Whooooooooooo hooooooooooo! *does the happy dance* lol :))))
Samhain 2008 was the first Sabbat that I had ever attended, and it is one that I will never forget. It’s funny I looked everywhere for the essay that I wrote for this Sabbat and it has gone missing. I do believe everything happens for a reason though and I find it rather fitting that I write an essay about this ritual for my final exam. J
I remember sitting down to my computer a pure bundle of nerves not knowing what to expect and knowing that my Wiccan future in essence depended on how comfortable I felt during this Sabbat.
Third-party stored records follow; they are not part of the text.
use chrono::Local;
use std::fs::File;
use std::path::{Path, PathBuf};
use tracing::info;

use crate::error::ClientError;
use crate::models::{AnalyzedRace, RaceResult};
use crate::race_time::{format_diff, format_diff_percentage, format_duration};

// ============================================================================
// OUTPUT OPTIONS
// ============================================================================

/// Configuration for CSV export and filtering
#[derive(Debug, Clone, Default)]
pub struct OutputOptions {
    /// Maximum rank to include (None = all ranks). Unranked rows are dropped when set.
    pub top_n: Option<u32>,
}

impl OutputOptions {
    fn keeps(&self, rank: Option<u32>) -> bool {
        match (self.top_n, rank) {
            (None, _) => true,
            (Some(top_n), Some(rank)) => rank <= top_n,
            (Some(_), None) => false,
        }
    }
}

/// File name of the form `{prefix}_{YYYYmmdd_HHMMSS}.csv` in the working directory
pub fn default_export_path(prefix: &str) -> PathBuf {
    let stamp = Local::now().format("%Y%m%d_%H%M%S");
    PathBuf::from(format!("{}_{}.csv", sanitize_name(prefix), stamp))
}

/// Keeps file names to ASCII letters, digits, `-` and `_`
pub fn sanitize_name(name: &str) -> String {
    let cleaned: String = name
        .trim()
        .chars()
        .map(|c| if c.is_ascii_alphanumeric() || c == '-' || c == '_' { c } else { '_' })
        .collect();
    if cleaned.is_empty() {
        "export".to_string()
    } else {
        cleaned
    }
}

// ============================================================================
// RACE RESULTS CSV
// ============================================================================

/// Writes a race's result list to `path`
pub fn write_results_csv(
    path: &Path,
    raceid: &str,
    results: &[RaceResult],
    options: &OutputOptions,
) -> Result<(), ClientError> {
    let file = File::create(path)?;
    let mut writer = csv::Writer::from_writer(file);

    writer.write_record([
        "raceid", "rank", "bib", "fiscode", "athlete", "year", "nation", "time", "diff", "fispoints",
    ])?;

    for result in results {
        if !options.keeps(result.rank_number()) {
            continue;
        }

        let time = match result.time_ms() {
            Some(ms) => format_duration(ms),
            None => result.time.clone().unwrap_or_default(),
        };
        let diff = result.diff_ms().map(|ms| format_diff(ms as i64)).unwrap_or_default();

        writer.write_record([
            raceid,
            result.rank.as_deref().unwrap_or(""),
            result.bib.as_deref().unwrap_or(""),
            result.fiscode.as_deref().unwrap_or(""),
            &result.athlete,
            result.year.as_deref().unwrap_or(""),
            result.nation.as_deref().unwrap_or(""),
            &time,
            &diff,
            result.fispoints.as_deref().unwrap_or(""),
        ])?;
    }

    writer.flush()?;
    info!(path = %path.display(), "race results written");
    Ok(())
}

// ============================================================================
// QUALIFICATION ANALYSIS CSV
// ============================================================================

/// Writes an athlete's analyzed race history to `path`
pub fn write_analysis_csv(
    path: &Path,
    races: &[AnalyzedRace],
    options: &OutputOptions,
) -> Result<(), ClientError> {
    let file = File::create(path)?;
    let mut writer = csv::Writer::from_writer(file);

    writer.write_record([
        "raceid", "date", "nation", "location", "category", "type", "gender",
        "rank", "time", "diff", "diff_percentage",
    ])?;

    for race in races {
        if !options.keeps(Some(race.rank)) {
            continue;
        }

        writer.write_record([
            race.raceid.as_str(),
            &race.date,
            &race.nation,
            &race.location,
            &race.category,
            &race.race_type,
            &race.gender,
            &race.rank.to_string(),
            &format_duration(race.time),
            &format_diff(race.diff),
            &race.diff_percentage.map(format_diff_percentage).unwrap_or_default(),
        ])?;
    }

    writer.flush()?;
    info!(path = %path.display(), "analysis written");
    Ok(())
}

// ============================================================================
// TESTS
// ============================================================================

#[cfg(test)]
mod tests {
    use super::*;

    #[test]
    fn test_sanitize_name() {
        assert_eq!(sanitize_name("race 110"), "race_110");
        assert_eq!(sanitize_name("athlete_3501234"), "athlete_3501234");
        assert_eq!(sanitize_name("  "), "export");
    }

    #[test]
    fn test_default_export_path() {
        let path = default_export_path("race 110");
        let name = path.file_name().unwrap().to_str().unwrap();
        assert!(name.starts_with("race_110_"));
        assert!(name.ends_with(".csv"));
    }

    #[test]
    fn test_top_n_filter() {
        let all = OutputOptions::default();
        assert!(all.keeps(None));
        assert!(all.keeps(Some(40)));

        let top = OutputOptions { top_n: Some(3) };
        assert!(top.keeps(Some(3)));
        assert!(!top.keeps(Some(4)));
        assert!(!top.keeps(None));
    }
}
I was hoping I would be as comfortable during the ritual as I had been made to feel in my new home at the Mists and that hope was not only met but solidified my Wiccan path.
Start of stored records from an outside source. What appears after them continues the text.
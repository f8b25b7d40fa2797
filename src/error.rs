use thiserror::Error;

/// Everything that can go wrong between issuing a request and handing typed data to a page.
#[derive(Error, Debug)]
pub enum ClientError {
    #[error("request failed: {0}")]
    Transport(#[from] reqwest::Error),
    #[error("{url} returned HTTP {status}")]
    NotFound { status: u16, url: String },
    #[error("unparseable response from {url}: {source}")]
    BadResponse {
        url: String,
        #[source]
        source: serde_json::Error,
    },
    #[error("invalid base url: {0}")]
    InvalidBaseUrl(String),
    #[error("csv export failed: {0}")]
    Csv(#[from] csv::Error),
    #[error("io error: {0}")]
    Io(#[from] std::io::Error),
}

impl ClientError {
    /// True when the server answered but had nothing for the request.
    pub fn is_not_found(&self) -> bool {
        matches!(self, ClientError::NotFound { .. })
    }

    pub fn is_bad_response(&self) -> bool {
        matches!(self, ClientError::BadResponse { .. })
    }
}
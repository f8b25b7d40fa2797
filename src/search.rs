use serde::Deserialize;
use tracing::info;

use crate::api::Endpoint;
use crate::client::{decode_response, ApiClient, HttpGet, HttpResponse};
use crate::error::ClientError;
use crate::models::{Athlete, AthleteList};

// ============================================================================
// QUERY
// ============================================================================

/// Athlete lookup fields as typed into the search form. Blank fields count as absent.
#[derive(Debug, Clone, Default, PartialEq, Eq)]
pub struct SearchQuery {
    pub fiscode: Option<String>,
    pub firstname: Option<String>,
    pub lastname: Option<String>,
}

impl SearchQuery {
    pub fn new(fiscode: Option<&str>, firstname: Option<&str>, lastname: Option<&str>) -> Self {
        SearchQuery {
            fiscode: normalize(fiscode),
            firstname: normalize(firstname),
            lastname: normalize(lastname),
        }
    }

    pub fn is_empty(&self) -> bool {
        self.fiscode.is_none() && self.firstname.is_none() && self.lastname.is_none()
    }

    /// The name endpoint for whichever name fields are present
    fn name_endpoint(&self) -> Option<Endpoint> {
        match (&self.firstname, &self.lastname) {
            (Some(first), None) => Some(Endpoint::AthletesByFirstname(first.clone())),
            (None, Some(last)) => Some(Endpoint::AthletesByLastname(last.clone())),
            (Some(first), Some(last)) => Some(Endpoint::AthletesByFullname {
                firstname: first.clone(),
                lastname: last.clone(),
            }),
            (None, None) => None,
        }
    }
}

fn normalize(field: Option<&str>) -> Option<String> {
    field.map(str::trim).filter(|s| !s.is_empty()).map(str::to_string)
}

// ============================================================================
// RESOLVER
// ============================================================================

/// One request in a search plan
#[derive(Debug, Clone, PartialEq, Eq)]
pub struct SearchStep {
    pub endpoint: Endpoint,
    /// A found (200) response on this step ends the search
    pub stop_if_found: bool,
}

/// Decides which endpoints answer a query, in order.
///
/// A fiscode is tried first. If nothing is found under it and a name was also given, exactly
/// one name search follows. Without a fiscode the name search is the only step. An empty
/// query has no steps.
pub fn resolve_search(query: &SearchQuery) -> Vec<SearchStep> {
    let mut steps = Vec::new();

    if let Some(fiscode) = &query.fiscode {
        steps.push(SearchStep {
            endpoint: Endpoint::AthleteByFiscode(fiscode.clone()),
            stop_if_found: true,
        });
    }

    if let Some(endpoint) = query.name_endpoint() {
        steps.push(SearchStep { endpoint, stop_if_found: true });
    }

    steps
}

/// The response that ended a search, with the endpoint that answered it
#[derive(Debug, Clone, PartialEq, Eq)]
pub struct SearchResponse {
    pub endpoint: Endpoint,
    pub response: HttpResponse,
}

/// Runs the plan from [`resolve_search`] one request at a time and returns the final response.
///
/// The follow-up request is only issued after the previous one has completed. Returns
/// `Ok(None)` when the query is empty and no request was made.
pub async fn search_athletes<H: HttpGet>(
    client: &ApiClient<H>,
    query: &SearchQuery,
) -> Result<Option<SearchResponse>, ClientError> {
    let steps = resolve_search(query);
    let last = steps.len().saturating_sub(1);

    for (i, step) in steps.into_iter().enumerate() {
        let response = client.get(&step.endpoint).await?;

        if i == last || (step.stop_if_found && response.is_found()) {
            return Ok(Some(SearchResponse { endpoint: step.endpoint, response }));
        }

        info!(
            endpoint = %step.endpoint,
            status = response.status,
            "nothing found, falling back to name search"
        );
    }

    Ok(None)
}

// ============================================================================
// RESULT
// ============================================================================

/// What a search turned up
#[derive(Debug, Clone, PartialEq)]
pub enum AthleteSearch {
    Single(Athlete),
    Many(Vec<Athlete>),
    NotFound,
}

#[derive(Deserialize)]
#[serde(untagged)]
enum SearchBody {
    Many(AthleteList),
    Single(Athlete),
}

impl AthleteSearch {
    /// Classifies the final response of a search. The fiscode endpoint answers with a single
    /// athlete object, the name endpoints with `{"athletes": [...]}`.
    pub fn from_response(response: &HttpResponse, url: String) -> Result<Self, ClientError> {
        match decode_response::<SearchBody>(response, url) {
            Ok(SearchBody::Many(list)) => Ok(AthleteSearch::Many(list.athletes)),
            Ok(SearchBody::Single(athlete)) => Ok(AthleteSearch::Single(athlete)),
            Err(ClientError::NotFound { .. }) => Ok(AthleteSearch::NotFound),
            Err(e) => Err(e),
        }
    }

    pub fn athletes(&self) -> Vec<&Athlete> {
        match self {
            AthleteSearch::Single(athlete) => vec![athlete],
            AthleteSearch::Many(athletes) => athletes.iter().collect(),
            AthleteSearch::NotFound => Vec::new(),
        }
    }
}

// ============================================================================
// TESTS
// ============================================================================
Triple Sidh wrote the meditation for that night and it was my first experience with a guided meditation as well. I had made sure that everything was prepared to have the house nice and quiet and I relaxed watching the meditation unfold in front of me. She started us out at a dead end street just before sunset. She began to describe childhood memories of trick or treating and I instantly relaxed with the images of jack-o-lanterns and black cats from my past. She then began leading us into the forest in front of us. “You know that tonight, this is the place that you need to be” she said. How true those word would ring for me as I look back upon this Sabbat today. She started our walk through the woods and stopped under a large Oak tree.
“When you reach the Oak, you feel a presence. This presence is very familiar to you and you feel at peace. This is what you have been waiting for.” At this moment tears just started to stream from my eyes as they are right now remembering this moment. My grandfather was there. Crystal clear. Standing in front of me. I could see him, I could feel him, I felt his strong embrace and just basked in the knowledge and pure overwhelming emotion of his pillar of strength in front of me. A door had been swung open for me. I had not seen my grandfather since the day he took his last breath and I told him how much I loved him in the hospital.
What an amazing gift. One of the most emotional moments of my life as I realized that even though someone had left the physical realm they were still accessible. My entire life I had been in fear of death and had been searching for answers, confirmation that yes indeed life went on and here he was standing in front of me. I can still feel him around me to this day and am quite happy to have him help to guide me. It also opened the door for me to be able to feel others who have crossed.
That night, that moment, changed my life in so many ways. So yes I find it a little ironic that my essay I’m quite sure I wrote has gone missing and I was to rewrite it for you today. As write the final sentence for my final degree I think it’s quite symbolic that it is of the moment that solidified my journey on my Wiccan path.